Instructions to follow -> Set out exactly, line by line, the stretch of data below that begins at the line containing "are non-negative integers." and ends at the line containing "pub struct Pixel(pub usize, pub usize);", with both ends kept.

Available records ->

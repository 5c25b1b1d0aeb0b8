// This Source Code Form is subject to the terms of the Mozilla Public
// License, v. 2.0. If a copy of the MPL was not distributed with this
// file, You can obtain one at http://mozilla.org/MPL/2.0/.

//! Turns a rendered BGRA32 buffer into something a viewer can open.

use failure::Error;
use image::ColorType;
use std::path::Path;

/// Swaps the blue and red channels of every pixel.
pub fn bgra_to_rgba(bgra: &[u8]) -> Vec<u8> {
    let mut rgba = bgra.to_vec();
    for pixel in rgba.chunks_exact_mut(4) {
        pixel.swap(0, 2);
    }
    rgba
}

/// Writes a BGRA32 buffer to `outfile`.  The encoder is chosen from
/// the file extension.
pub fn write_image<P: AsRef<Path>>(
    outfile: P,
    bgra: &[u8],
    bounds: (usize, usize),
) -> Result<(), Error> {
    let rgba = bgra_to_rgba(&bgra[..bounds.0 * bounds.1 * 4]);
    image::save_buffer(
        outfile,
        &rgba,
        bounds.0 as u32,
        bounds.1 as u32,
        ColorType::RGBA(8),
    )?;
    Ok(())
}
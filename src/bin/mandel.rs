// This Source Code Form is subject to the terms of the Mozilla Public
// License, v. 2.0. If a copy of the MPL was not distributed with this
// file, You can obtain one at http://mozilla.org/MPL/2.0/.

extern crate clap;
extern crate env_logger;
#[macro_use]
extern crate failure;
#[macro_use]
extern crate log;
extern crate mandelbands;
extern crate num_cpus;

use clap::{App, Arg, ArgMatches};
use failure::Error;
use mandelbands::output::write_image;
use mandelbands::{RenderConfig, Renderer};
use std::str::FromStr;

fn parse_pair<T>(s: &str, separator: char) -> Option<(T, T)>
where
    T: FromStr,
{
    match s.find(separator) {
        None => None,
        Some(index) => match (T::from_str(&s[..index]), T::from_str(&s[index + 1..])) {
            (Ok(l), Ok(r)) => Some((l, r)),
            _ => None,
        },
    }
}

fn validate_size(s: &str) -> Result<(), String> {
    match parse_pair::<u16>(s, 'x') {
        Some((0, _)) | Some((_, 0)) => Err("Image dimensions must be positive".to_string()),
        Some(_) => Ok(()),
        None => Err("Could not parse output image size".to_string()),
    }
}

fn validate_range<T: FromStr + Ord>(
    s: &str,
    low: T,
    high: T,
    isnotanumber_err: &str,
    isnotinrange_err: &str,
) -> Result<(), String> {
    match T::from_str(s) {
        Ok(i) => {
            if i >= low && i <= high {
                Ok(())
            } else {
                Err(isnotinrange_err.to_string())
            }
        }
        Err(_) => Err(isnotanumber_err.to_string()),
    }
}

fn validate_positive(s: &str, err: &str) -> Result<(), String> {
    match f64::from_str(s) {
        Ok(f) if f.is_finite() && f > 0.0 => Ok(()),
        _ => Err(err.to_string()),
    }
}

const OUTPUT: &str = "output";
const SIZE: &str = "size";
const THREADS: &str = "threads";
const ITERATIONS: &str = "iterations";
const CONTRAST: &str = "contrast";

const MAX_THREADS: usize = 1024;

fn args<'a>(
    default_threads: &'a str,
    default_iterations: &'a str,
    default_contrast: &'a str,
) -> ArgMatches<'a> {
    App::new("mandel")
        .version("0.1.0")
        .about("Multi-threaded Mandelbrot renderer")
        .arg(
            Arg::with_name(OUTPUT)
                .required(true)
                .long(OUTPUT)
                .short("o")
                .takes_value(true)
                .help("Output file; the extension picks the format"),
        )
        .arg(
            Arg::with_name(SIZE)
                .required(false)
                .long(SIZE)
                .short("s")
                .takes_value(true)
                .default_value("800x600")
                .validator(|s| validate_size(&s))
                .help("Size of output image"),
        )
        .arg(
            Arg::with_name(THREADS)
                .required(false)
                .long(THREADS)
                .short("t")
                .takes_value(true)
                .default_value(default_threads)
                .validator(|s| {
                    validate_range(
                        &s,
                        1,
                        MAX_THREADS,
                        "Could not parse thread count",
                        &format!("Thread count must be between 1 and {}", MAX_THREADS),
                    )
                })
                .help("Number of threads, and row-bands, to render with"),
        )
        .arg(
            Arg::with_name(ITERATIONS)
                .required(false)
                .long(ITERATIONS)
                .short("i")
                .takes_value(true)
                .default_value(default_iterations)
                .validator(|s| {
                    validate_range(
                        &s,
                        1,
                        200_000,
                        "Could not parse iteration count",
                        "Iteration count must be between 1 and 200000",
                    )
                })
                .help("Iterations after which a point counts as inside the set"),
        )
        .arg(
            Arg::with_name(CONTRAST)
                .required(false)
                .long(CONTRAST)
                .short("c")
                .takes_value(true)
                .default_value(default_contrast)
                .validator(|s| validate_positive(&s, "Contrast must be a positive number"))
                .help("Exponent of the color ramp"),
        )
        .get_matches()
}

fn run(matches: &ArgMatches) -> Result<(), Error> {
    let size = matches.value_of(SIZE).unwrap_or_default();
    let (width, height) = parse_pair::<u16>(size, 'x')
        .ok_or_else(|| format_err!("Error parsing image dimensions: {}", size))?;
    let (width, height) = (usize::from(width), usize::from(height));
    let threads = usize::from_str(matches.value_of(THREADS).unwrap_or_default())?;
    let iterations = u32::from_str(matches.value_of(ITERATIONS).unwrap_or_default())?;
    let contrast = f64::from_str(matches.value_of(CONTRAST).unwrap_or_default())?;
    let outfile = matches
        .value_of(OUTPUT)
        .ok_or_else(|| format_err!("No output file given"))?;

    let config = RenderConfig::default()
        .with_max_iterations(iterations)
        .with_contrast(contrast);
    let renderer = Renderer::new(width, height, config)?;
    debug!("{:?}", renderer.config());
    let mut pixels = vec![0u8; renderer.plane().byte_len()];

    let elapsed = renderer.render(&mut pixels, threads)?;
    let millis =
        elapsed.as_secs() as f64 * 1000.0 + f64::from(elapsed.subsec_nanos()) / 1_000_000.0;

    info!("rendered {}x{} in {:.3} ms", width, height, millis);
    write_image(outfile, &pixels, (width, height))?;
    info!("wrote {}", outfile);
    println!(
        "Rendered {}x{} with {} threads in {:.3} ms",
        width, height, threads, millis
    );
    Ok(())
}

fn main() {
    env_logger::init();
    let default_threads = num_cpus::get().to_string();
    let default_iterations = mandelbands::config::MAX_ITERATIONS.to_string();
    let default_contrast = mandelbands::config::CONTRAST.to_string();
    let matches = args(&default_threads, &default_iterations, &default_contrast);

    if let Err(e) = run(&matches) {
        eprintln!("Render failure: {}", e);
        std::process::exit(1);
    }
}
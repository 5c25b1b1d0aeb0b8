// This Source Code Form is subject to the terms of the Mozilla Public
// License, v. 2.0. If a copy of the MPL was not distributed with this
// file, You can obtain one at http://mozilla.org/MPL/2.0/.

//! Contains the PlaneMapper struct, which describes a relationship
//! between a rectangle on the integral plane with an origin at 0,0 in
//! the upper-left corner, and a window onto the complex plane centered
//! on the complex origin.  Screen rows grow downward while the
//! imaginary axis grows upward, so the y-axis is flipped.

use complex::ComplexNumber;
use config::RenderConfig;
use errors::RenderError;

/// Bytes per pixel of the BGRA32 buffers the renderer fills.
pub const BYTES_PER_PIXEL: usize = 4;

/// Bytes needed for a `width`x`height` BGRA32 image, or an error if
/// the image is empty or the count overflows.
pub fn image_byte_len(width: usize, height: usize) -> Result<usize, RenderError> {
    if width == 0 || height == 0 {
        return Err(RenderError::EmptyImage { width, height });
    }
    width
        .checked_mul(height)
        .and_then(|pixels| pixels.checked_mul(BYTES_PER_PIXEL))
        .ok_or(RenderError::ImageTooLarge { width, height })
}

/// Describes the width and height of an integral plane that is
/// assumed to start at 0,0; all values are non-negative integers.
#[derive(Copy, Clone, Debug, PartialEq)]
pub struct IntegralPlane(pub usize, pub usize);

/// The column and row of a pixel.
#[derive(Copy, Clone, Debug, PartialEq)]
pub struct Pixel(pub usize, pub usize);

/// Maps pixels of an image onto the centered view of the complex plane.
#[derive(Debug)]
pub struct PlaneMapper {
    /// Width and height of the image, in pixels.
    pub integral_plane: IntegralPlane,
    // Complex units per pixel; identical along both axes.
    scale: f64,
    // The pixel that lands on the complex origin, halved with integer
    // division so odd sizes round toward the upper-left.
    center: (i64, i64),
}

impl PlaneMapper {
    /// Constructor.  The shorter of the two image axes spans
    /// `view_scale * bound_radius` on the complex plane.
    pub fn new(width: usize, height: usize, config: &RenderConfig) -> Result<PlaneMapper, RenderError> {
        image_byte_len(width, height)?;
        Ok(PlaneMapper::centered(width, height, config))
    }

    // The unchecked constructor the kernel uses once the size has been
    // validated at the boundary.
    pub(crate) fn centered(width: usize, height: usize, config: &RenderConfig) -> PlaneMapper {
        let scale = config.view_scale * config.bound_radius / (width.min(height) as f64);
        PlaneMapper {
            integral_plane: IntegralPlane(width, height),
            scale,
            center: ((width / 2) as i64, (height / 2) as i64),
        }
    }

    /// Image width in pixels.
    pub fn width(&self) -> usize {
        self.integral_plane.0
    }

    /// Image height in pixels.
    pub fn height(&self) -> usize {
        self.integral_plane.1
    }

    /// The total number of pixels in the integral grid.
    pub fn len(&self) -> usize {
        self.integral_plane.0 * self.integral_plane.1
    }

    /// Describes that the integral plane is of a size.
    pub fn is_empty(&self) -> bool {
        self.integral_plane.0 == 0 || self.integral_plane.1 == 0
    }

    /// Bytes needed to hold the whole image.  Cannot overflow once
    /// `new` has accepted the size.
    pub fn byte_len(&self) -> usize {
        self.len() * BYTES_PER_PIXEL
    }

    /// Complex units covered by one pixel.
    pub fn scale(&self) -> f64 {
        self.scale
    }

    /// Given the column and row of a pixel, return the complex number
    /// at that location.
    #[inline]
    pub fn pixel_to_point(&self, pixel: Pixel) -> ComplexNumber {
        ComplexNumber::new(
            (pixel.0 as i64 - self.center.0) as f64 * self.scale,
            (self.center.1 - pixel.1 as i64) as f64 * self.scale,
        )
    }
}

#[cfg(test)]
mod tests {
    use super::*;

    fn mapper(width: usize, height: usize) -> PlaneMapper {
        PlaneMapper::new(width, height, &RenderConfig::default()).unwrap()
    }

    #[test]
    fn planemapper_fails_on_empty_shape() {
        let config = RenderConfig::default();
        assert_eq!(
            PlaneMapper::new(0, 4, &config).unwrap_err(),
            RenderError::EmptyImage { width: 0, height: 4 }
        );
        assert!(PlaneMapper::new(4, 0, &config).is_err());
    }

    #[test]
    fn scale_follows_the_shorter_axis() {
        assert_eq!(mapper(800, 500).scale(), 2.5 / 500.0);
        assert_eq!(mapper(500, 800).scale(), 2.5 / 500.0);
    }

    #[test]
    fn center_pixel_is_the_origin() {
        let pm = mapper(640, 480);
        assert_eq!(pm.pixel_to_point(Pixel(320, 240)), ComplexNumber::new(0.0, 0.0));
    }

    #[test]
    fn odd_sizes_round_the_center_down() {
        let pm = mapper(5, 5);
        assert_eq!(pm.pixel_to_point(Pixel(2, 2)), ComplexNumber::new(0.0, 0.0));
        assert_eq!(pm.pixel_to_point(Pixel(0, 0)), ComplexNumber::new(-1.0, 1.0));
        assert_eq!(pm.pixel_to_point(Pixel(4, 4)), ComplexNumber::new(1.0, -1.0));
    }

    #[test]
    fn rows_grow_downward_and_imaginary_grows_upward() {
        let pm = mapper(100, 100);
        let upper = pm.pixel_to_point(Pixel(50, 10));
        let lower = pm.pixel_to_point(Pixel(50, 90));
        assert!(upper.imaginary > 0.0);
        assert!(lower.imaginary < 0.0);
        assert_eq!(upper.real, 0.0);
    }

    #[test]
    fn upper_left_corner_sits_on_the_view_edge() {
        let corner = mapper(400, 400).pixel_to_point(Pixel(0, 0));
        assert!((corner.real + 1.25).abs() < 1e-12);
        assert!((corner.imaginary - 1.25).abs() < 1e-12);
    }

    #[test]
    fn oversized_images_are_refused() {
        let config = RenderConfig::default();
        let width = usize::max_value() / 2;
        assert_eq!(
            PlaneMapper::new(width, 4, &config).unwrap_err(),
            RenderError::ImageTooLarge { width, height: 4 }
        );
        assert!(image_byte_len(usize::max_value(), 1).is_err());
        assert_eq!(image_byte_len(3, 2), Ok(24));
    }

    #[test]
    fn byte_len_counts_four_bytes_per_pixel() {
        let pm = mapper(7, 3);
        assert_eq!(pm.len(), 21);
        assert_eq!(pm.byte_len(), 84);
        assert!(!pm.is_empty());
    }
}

Task result ->
/// assumed to start at 0,0; all values are non-negative integers.
#[derive(Copy, Clone, Debug, PartialEq)]
pub struct IntegralPlane(pub usize, pub usize);

/// The column and row of a pixel.
#[derive(Copy, Clone, Debug, PartialEq)]
pub struct Pixel(pub usize, pub usize);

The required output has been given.